The report, published today, will heighten controversy over the Government's care in the community policy under which more mentally ill people are being treated outside hospitals.
The inquiry was commissioned by the Department of Health in October 1991 after Carol Ann Barratt, a former psychiatric patient, stabbed to death a girl of 11 in a shopping centre two days after being released from hospital. She had been detained two weeks earlier after she tried to kill another girl in the precinct and was discharged by a consultant psychiatrist even though her release had been blocked three days earlier by a panel of medical experts.
The report contains the preliminary results of a confidential inquiry which traced 100 cases since 1991 in which the killer was subsequently admitted to a psychiatric hopsital. Of those, 34 had been in contact with psychiatric services in the previous 12 months and the inquiry team obtained details from their consultant in 22 cases.
One case studied was that of Christopher Clunis, a paranoid schizophrenic who killed Jonathan Zito by stabbing him in the eye on a London underground platform in 1992, three months after being discharged from hospital with no adequate supervision.

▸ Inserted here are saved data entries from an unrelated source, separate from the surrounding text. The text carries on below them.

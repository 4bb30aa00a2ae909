use serde::{Deserialize, Serialize};

/// One GPU's readings from the dynamic metrics endpoint.
#[derive(Clone, Debug, PartialEq, Serialize, Deserialize)]
pub struct DeviceMetric {
    pub name: String,
    /// Utilization in percent.
    pub load: f64,
    /// Degrees Celsius.
    #[serde(default)]
    pub temp: f64,
    /// MB. Absent when the driver does not report memory.
    pub mem_used: Option<f64>,
    /// MB. Absent or zero means no capacity reported.
    pub mem_total: Option<f64>,
}

/// Payload of `GET /api/dynamic`.
#[derive(Clone, Debug, PartialEq, Serialize, Deserialize)]
pub struct DynamicMetrics {
    pub cpu_usage: f64,
    pub ram_usage: f64,
    /// `null` and a missing field are both treated as "no devices".
    pub gpus: Option<Vec<DeviceMetric>>,
}

impl DynamicMetrics {
    pub fn devices(&self) -> Option<&[DeviceMetric]> {
        self.gpus.as_deref()
    }

    /// Copy with CPU/RAM limited to [0, 100].
    pub fn clamped(&self) -> Self {
        Self {
            cpu_usage: clamp_pct(self.cpu_usage),
            ram_usage: clamp_pct(self.ram_usage),
            gpus: self.gpus.clone(),
        }
    }
}

fn clamp_pct(v: f64) -> f64 {
    if v.is_nan() {
        0.0
    } else {
        v.clamp(0.0, 100.0)
    }
}

#[derive(Clone, Debug, Default, PartialEq, Serialize, Deserialize)]
#[serde(default)]
pub struct DiskInfo {
    pub device: String,
    pub mountpoint: String,
    /// GiB.
    pub total: f64,
    pub percent: f64,
}

/// Payload of `GET /api/static/refresh`: slow-changing host facts.
#[derive(Clone, Debug, Default, PartialEq, Serialize, Deserialize)]
#[serde(default)]
pub struct StaticInfo {
    pub os: String,
    pub hostname: String,
    pub processor: String,
    pub arch: String,
    /// GiB.
    pub ram_total: f64,
    pub disks: Vec<DiskInfo>,
}

#[derive(Clone, Debug, Serialize, Deserialize)]
pub struct ErrorResponse {
    pub error: String,
}

#[cfg(test)]
mod tests {
    use super::*;

    #[test]
    fn decodes_dynamic_payload() {
        let json = r#"{"cpu_usage": 42.3, "ram_usage": 67.8,
            "gpus": [{"name": "GPU0", "load": 10.0, "temp": 55,
                      "mem_used": 1024, "mem_total": 8192}]}"#;
        let m: DynamicMetrics = serde_json::from_str(json).unwrap();
        assert_eq!(m.cpu_usage, 42.3);
        let gpus = m.devices().unwrap();
        assert_eq!(gpus[0].name, "GPU0");
        assert_eq!(gpus[0].mem_total, Some(8192.0));
    }

    #[test]
    fn null_or_missing_gpus_decode_as_none() {
        let m: DynamicMetrics =
            serde_json::from_str(r#"{"cpu_usage": 1, "ram_usage": 2, "gpus": null}"#).unwrap();
        assert!(m.devices().is_none());
        let m: DynamicMetrics =
            serde_json::from_str(r#"{"cpu_usage": 1, "ram_usage": 2}"#).unwrap();
        assert!(m.devices().is_none());
    }

    #[test]
    fn missing_cpu_is_a_decode_error() {
        assert!(serde_json::from_str::<DynamicMetrics>(r#"{"ram_usage": 2}"#).is_err());
    }

    #[test]
    fn clamps_scalars_only() {
        let m = DynamicMetrics {
            cpu_usage: 140.0,
            ram_usage: -3.0,
            gpus: None,
        };
        let c = m.clamped();
        assert_eq!((c.cpu_usage, c.ram_usage), (100.0, 0.0));
    }

    #[test]
    fn static_info_is_lenient() {
        let info: StaticInfo =
            serde_json::from_str(r#"{"hostname": "rig", "disks": [{"device": "/dev/sda1"}]}"#)
                .unwrap();
        assert_eq!(info.hostname, "rig");
        assert_eq!(info.disks[0].total, 0.0);
    }
}
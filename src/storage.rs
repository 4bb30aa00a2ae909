use std::collections::VecDeque;

/// Default rolling-window depth for trend charts.
pub const SPARK_MAX: usize = 60;

/// Fixed-capacity rolling window of metric samples, oldest first.
#[derive(Clone, Debug)]
pub struct SampleBuffer {
    capacity: usize,
    inner: VecDeque<f64>,
}

impl SampleBuffer {
    pub fn new(capacity: usize) -> Self {
        Self {
            capacity,
            inner: VecDeque::with_capacity(capacity + 1),
        }
    }

    /// Appends `value` and evicts from the front until the window fits again.
    /// Values are stored as given; NaN or out-of-range input is not rejected.
    pub fn push(&mut self, value: f64) {
        self.inner.push_back(value);
        while self.inner.len() > self.capacity {
            self.inner.pop_front();
        }
    }

    pub fn values(&self) -> impl ExactSizeIterator<Item = f64> + '_ {
        self.inner.iter().copied()
    }

    pub fn latest(&self) -> Option<f64> {
        self.inner.back().copied()
    }

    pub fn len(&self) -> usize {
        self.inner.len()
    }

    pub fn is_empty(&self) -> bool {
        self.inner.is_empty()
    }

    pub fn capacity(&self) -> usize {
        self.capacity
    }
}

impl Default for SampleBuffer {
    fn default() -> Self {
        Self::new(SPARK_MAX)
    }
}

The report says that in almost every case professional staff felt the offence was unpredictable so there was nothing that could have been done to prevent the death.
But the researchers concluded: 'There was clear evidence that in almost 60 per cent of cases the homicides followed a spell where the patient had failed to co-operate in the treatment plan proposed for them. In an appreciable number of cases, 13 out of the 22, there had been some fall off in attendance for treatment or some failure to take prescribed medication.'
The report concludes: 'There is thus raised, but not answered, the question of whether a level of supervision beyond what was provided, might have served to control the mental state in the homicidal patient.
'Modification to the questionnaire from the Inquiry may encourage respondents to consider more innovative or imaginative ways of offering close supervision of this difficult group of patients.'
The monitoring of homicides by psychiatric patients is continuing and the inquiry, chaired by Professor Andrew Sims, a former president of the RCP, is also examining cases of suicides by mental patients.
Jayne Zito, who was widowed after just three months of marriage when her husband was killed, has formed a trust to campaign for a national support network for seriously mentally ill people.
A spokeswoman for the Zito Trust said: 'The figures released by the confidential inquiry show the shocking cases of how inadequate care for seriously mentally ill people in the community can fail them, their families and victims of violence. The Government must listen to the findings of the inquiry and give some meat to its promises of stopping people falling through the net - this means funding, help, support and care.'
Tomorrow, the National Schizophrenia Fellowship publishes an analysis of pounds 500m worth of services it estimates are needed to provide full community care. Eve Thompson, the chairwoman, said: 'These tragedies are only the tip of the iceberg . . . If premature discharges and grossly underfunded community services persist then tragedies will continue'.
John Bowis, parliamentary secretary at the Department of Health, welcomed the report and said the Government had already responded to public concern with a 10-point plan including supervision registers, new guidance on the discharge of mentally disordered people and better training of key workers who would be responsible for discharged patients.